As of 1 April 2021, the US had the highest cases per million out of the nine countries, followed by Brazil, Italy, Germany, South Korea, Australia, New Zealand, Thailand and China. Meanwhile, Italy ranked first out of the nine countries' total deaths per million, followed by the US, Brazil, Germany, Australia, South Korea, New Zealand, China and Thailand. The epidemiological differences between these countries could be explained by nine indicators, and they were 1) leadership, governance and coordination of response, 2) communication, 3) community engagement, 4) multisectoral actions, 5) public health capacity, 6) universal health coverage, 7) medical services and hospital capacity, 8) demography and 9) burden of non-communicable diseases.

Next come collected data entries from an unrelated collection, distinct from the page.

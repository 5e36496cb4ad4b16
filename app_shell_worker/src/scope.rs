//! Binds [`ShellWorker`] to the service worker global scope.

use std::rc::Rc;

use app_shell_model::{parse_manifest, PrecacheEntry};
use async_trait::async_trait;
use futures::channel::oneshot;
use futures::future::LocalBoxFuture;
use js_sys::{Array, Object, Promise, Reflect, Uint8Array, JSON};
use log::{error, info, warn};
use url::Url;
use wasm_bindgen::prelude::*;
use wasm_bindgen::JsCast;
use wasm_bindgen_futures::{future_to_promise, JsFuture};
use web_sys::{ExtendableEvent, ExtendableMessageEvent, FetchEvent, ResponseInit, ServiceWorkerGlobalScope};

use crate::cache::{Cache, CacheStorage};
use crate::fetch::{Network, Request, RequestMode, Response};
use crate::worker::{ShellWorker, WorkerConfig, WorkerScope};
use crate::{Error, Result};

/// Global the build step assigns the precache manifest to.
const MANIFEST_GLOBAL: &str = "__WB_MANIFEST";

fn js_error(err: JsValue) -> String {
    err.as_string().unwrap_or_else(|| format!("{err:?}"))
}

fn cache_error(err: JsValue) -> Error {
    Error::Cache(js_error(err))
}

fn scope_error(err: JsValue) -> Error {
    Error::Scope(js_error(err))
}

fn to_js(err: Error) -> JsValue {
    JsValue::from_str(&err.to_string())
}

async fn read_response(response: web_sys::Response) -> Result<Response> {
    let mut headers = vec![];
    if let Some(entries) = js_sys::try_iter(&response.headers()).map_err(scope_error)? {
        for entry in entries {
            let pair: Array = entry.map_err(scope_error)?.unchecked_into();
            if let (Some(name), Some(value)) = (pair.get(0).as_string(), pair.get(1).as_string()) {
                headers.push((name, value));
            }
        }
    }
    let pending = response.array_buffer().map_err(scope_error)?;
    let buffer = JsFuture::from(pending).await.map_err(scope_error)?;
    Ok(Response {
        status: response.status(),
        headers,
        body: Uint8Array::new(&buffer).to_vec().into(),
    })
}

fn to_web_response(response: &Response) -> Result<web_sys::Response> {
    let headers = web_sys::Headers::new().map_err(scope_error)?;
    for (name, value) in &response.headers {
        headers.append(name, value).map_err(scope_error)?;
    }
    let init = ResponseInit::new();
    init.set_status(response.status);
    init.set_headers(&headers);
    let body = Uint8Array::from(response.body.as_ref());
    let body: &Object = &body;
    web_sys::Response::new_with_opt_buffer_source_and_init(Some(body), &init).map_err(scope_error)
}

fn read_request(request: &web_sys::Request) -> Result<Request> {
    let mode = match request.mode() {
        web_sys::RequestMode::Navigate => RequestMode::Navigate,
        web_sys::RequestMode::SameOrigin => RequestMode::SameOrigin,
        web_sys::RequestMode::NoCors => RequestMode::NoCors,
        _ => RequestMode::Cors,
    };
    Ok(Request {
        url: Url::parse(&request.url())?,
        method: request.method(),
        mode,
    })
}

pub struct WebCacheStorage(ServiceWorkerGlobalScope);

#[async_trait(?Send)]
impl CacheStorage for WebCacheStorage {
    type Cache = WebCache;

    async fn open(&self, name: &str) -> Result<WebCache> {
        let caches = self.0.caches().map_err(cache_error)?;
        let cache = JsFuture::from(caches.open(name)).await.map_err(cache_error)?;
        Ok(WebCache(cache.unchecked_into()))
    }

    async fn delete(&self, name: &str) -> Result<bool> {
        let caches = self.0.caches().map_err(cache_error)?;
        let deleted = JsFuture::from(caches.delete(name)).await.map_err(cache_error)?;
        Ok(deleted.as_bool().unwrap_or(false))
    }
}

pub struct WebCache(web_sys::Cache);

#[async_trait(?Send)]
impl Cache for WebCache {
    async fn get(&self, key: &str) -> Result<Option<Response>> {
        let found = JsFuture::from(self.0.match_with_str(key))
            .await
            .map_err(cache_error)?;
        if found.is_undefined() || found.is_null() {
            return Ok(None);
        }
        Ok(Some(read_response(found.unchecked_into()).await?))
    }

    async fn put(&self, key: &str, response: Response) -> Result<()> {
        let response = to_web_response(&response)?;
        JsFuture::from(self.0.put_with_str(key, &response))
            .await
            .map_err(cache_error)?;
        Ok(())
    }

    async fn delete(&self, key: &str) -> Result<bool> {
        let deleted = JsFuture::from(self.0.delete_with_str(key))
            .await
            .map_err(cache_error)?;
        Ok(deleted.as_bool().unwrap_or(false))
    }

    async fn keys(&self) -> Result<Vec<String>> {
        let requests: Array = JsFuture::from(self.0.keys())
            .await
            .map_err(cache_error)?
            .unchecked_into();
        Ok(requests
            .iter()
            .map(|request| request.unchecked_into::<web_sys::Request>().url())
            .collect())
    }
}

pub struct WebNetwork(ServiceWorkerGlobalScope);

#[async_trait(?Send)]
impl Network for WebNetwork {
    async fn fetch(&self, request: &Request) -> Result<Response> {
        let response = JsFuture::from(self.0.fetch_with_str(request.url.as_str()))
            .await
            .map_err(|err| Error::Network(js_error(err)))?;
        read_response(response.unchecked_into()).await
    }
}

pub struct WebScope(ServiceWorkerGlobalScope);

#[async_trait(?Send)]
impl WorkerScope for WebScope {
    async fn skip_waiting(&self) -> Result<()> {
        let pending: Promise = self.0.skip_waiting().map_err(scope_error)?;
        JsFuture::from(pending).await.map_err(scope_error)?;
        Ok(())
    }

    async fn claim_clients(&self) -> Result<()> {
        JsFuture::from(self.0.clients().claim())
            .await
            .map_err(scope_error)?;
        Ok(())
    }
}

fn read_manifest(global: &ServiceWorkerGlobalScope) -> Result<Vec<PrecacheEntry>> {
    let manifest = Reflect::get(global, &JsValue::from_str(MANIFEST_GLOBAL)).map_err(scope_error)?;
    if manifest.is_undefined() || manifest.is_null() {
        warn!("No precache manifest in {MANIFEST_GLOBAL}, precaching nothing");
        return Ok(vec![]);
    }
    let json = JSON::stringify(&manifest)
        .map_err(scope_error)?
        .as_string()
        .unwrap_or_else(|| "[]".to_string());
    Ok(parse_manifest(&json)?)
}

fn listen(global: &ServiceWorkerGlobalScope, event: &str, mut handler: impl FnMut(JsValue) + 'static) {
    let listener = Closure::<dyn FnMut(JsValue)>::new(move |ev: JsValue| handler(ev));
    if let Err(err) = global.add_event_listener_with_callback(event, listener.as_ref().unchecked_ref()) {
        error!("Failed to listen for {event}: {}", js_error(err));
    }
    listener.forget();
}

type WebShellWorker = ShellWorker<WebCacheStorage, WebNetwork>;

fn listen_install(global: &ServiceWorkerGlobalScope, worker: Rc<WebShellWorker>) {
    listen(global, "install", move |ev| {
        let event: ExtendableEvent = ev.unchecked_into();
        let worker = worker.clone();
        let promise = future_to_promise(async move {
            worker.on_install().await.map_err(|err| {
                error!("Precaching failed: {err}");
                to_js(err)
            })?;
            Ok(JsValue::UNDEFINED)
        });
        if let Err(err) = event.wait_until(&promise) {
            error!("{}", js_error(err));
        }
    });
}

fn listen_activate(global: &ServiceWorkerGlobalScope, worker: Rc<WebShellWorker>, scope: Rc<WebScope>) {
    listen(global, "activate", move |ev| {
        let event: ExtendableEvent = ev.unchecked_into();
        let worker = worker.clone();
        let scope = scope.clone();
        let promise = future_to_promise(async move {
            worker.on_activate(&*scope).await.map_err(|err| {
                error!("Activation failed: {err}");
                to_js(err)
            })?;
            Ok(JsValue::UNDEFINED)
        });
        if let Err(err) = event.wait_until(&promise) {
            error!("{}", js_error(err));
        }
    });
}

fn listen_fetch(global: &ServiceWorkerGlobalScope, worker: Rc<WebShellWorker>) {
    let global = global.clone();
    listen(&global.clone(), "fetch", move |ev| {
        let event: FetchEvent = ev.unchecked_into();
        let raw = event.request();
        let request = match read_request(&raw) {
            Ok(request) => request,
            Err(err) => {
                warn!("Ignoring fetch: {err}");
                return;
            }
        };
        let Some(handler) = worker.route(&request) else {
            return;
        };

        // Cache writes outlive the response; keep the worker alive for them.
        let (sender, receiver) = oneshot::channel::<LocalBoxFuture<'static, ()>>();
        let fallback = global.clone();
        let respond = future_to_promise(async move {
            match handler.handle(&request).await {
                Ok(handled) => {
                    if let Some(background) = handled.background {
                        let _ = sender.send(background);
                    }
                    to_web_response(&handled.response)
                        .map(JsValue::from)
                        .map_err(to_js)
                }
                Err(err) => {
                    warn!("{} failed: {err}, going to the network", request.url);
                    JsFuture::from(fallback.fetch_with_request(&raw)).await
                }
            }
        });
        let background = future_to_promise(async move {
            if let Ok(background) = receiver.await {
                background.await;
            }
            Ok(JsValue::UNDEFINED)
        });
        if let Err(err) = event.respond_with(&respond) {
            error!("{}", js_error(err));
        }
        if let Err(err) = event.wait_until(&background) {
            error!("{}", js_error(err));
        }
    });
}

fn listen_message(global: &ServiceWorkerGlobalScope, worker: Rc<WebShellWorker>, scope: Rc<WebScope>) {
    listen(global, "message", move |ev| {
        let event: ExtendableMessageEvent = ev.unchecked_into();
        let data = JSON::stringify(&event.data())
            .ok()
            .and_then(|json| json.as_string())
            .and_then(|json| serde_json::from_str(&json).ok())
            .unwrap_or(serde_json::Value::Null);
        let worker = worker.clone();
        let scope = scope.clone();
        let promise = future_to_promise(async move {
            worker.on_message(&data, &*scope).await.map_err(to_js)?;
            Ok(JsValue::UNDEFINED)
        });
        if let Err(err) = event.wait_until(&promise) {
            error!("{}", js_error(err));
        }
    });
}

/// Installs the lifecycle, fetch and message listeners. Must run during the
/// worker script's initial evaluation.
pub fn start() -> Result<()> {
    let global = js_sys::global()
        .dyn_into::<ServiceWorkerGlobalScope>()
        .map_err(|_| Error::Scope("not running in a service worker".to_string()))?;
    let scope = Url::parse(&global.registration().scope())?;
    let manifest = read_manifest(&global)?;
    let worker = Rc::new(ShellWorker::new(
        &scope,
        Rc::new(WebCacheStorage(global.clone())),
        Rc::new(WebNetwork(global.clone())),
        &manifest,
        &WorkerConfig::from_build_env(),
    )?);
    let web_scope = Rc::new(WebScope(global.clone()));

    listen_install(&global, worker.clone());
    listen_activate(&global, worker.clone(), web_scope.clone());
    listen_fetch(&global, worker.clone());
    listen_message(&global, worker, web_scope);

    info!("Service worker for {scope} started, {} files to precache", manifest.len());
    Ok(())
}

The COVID-19 pandemic manifests varied outcomes due to differences in countries' vulnerability, preparedness and response. Our study rationalizes why South Korea, New Zealand, Thailand, Australia and China performed better than the US, Italy and Brazil. By identifying the strengths of low burden countries and weaknesses of hotspot countries, we elucidate factors constituting an effective pandemic response that can be adopted by leaders in preparation for re-emerging public health threats.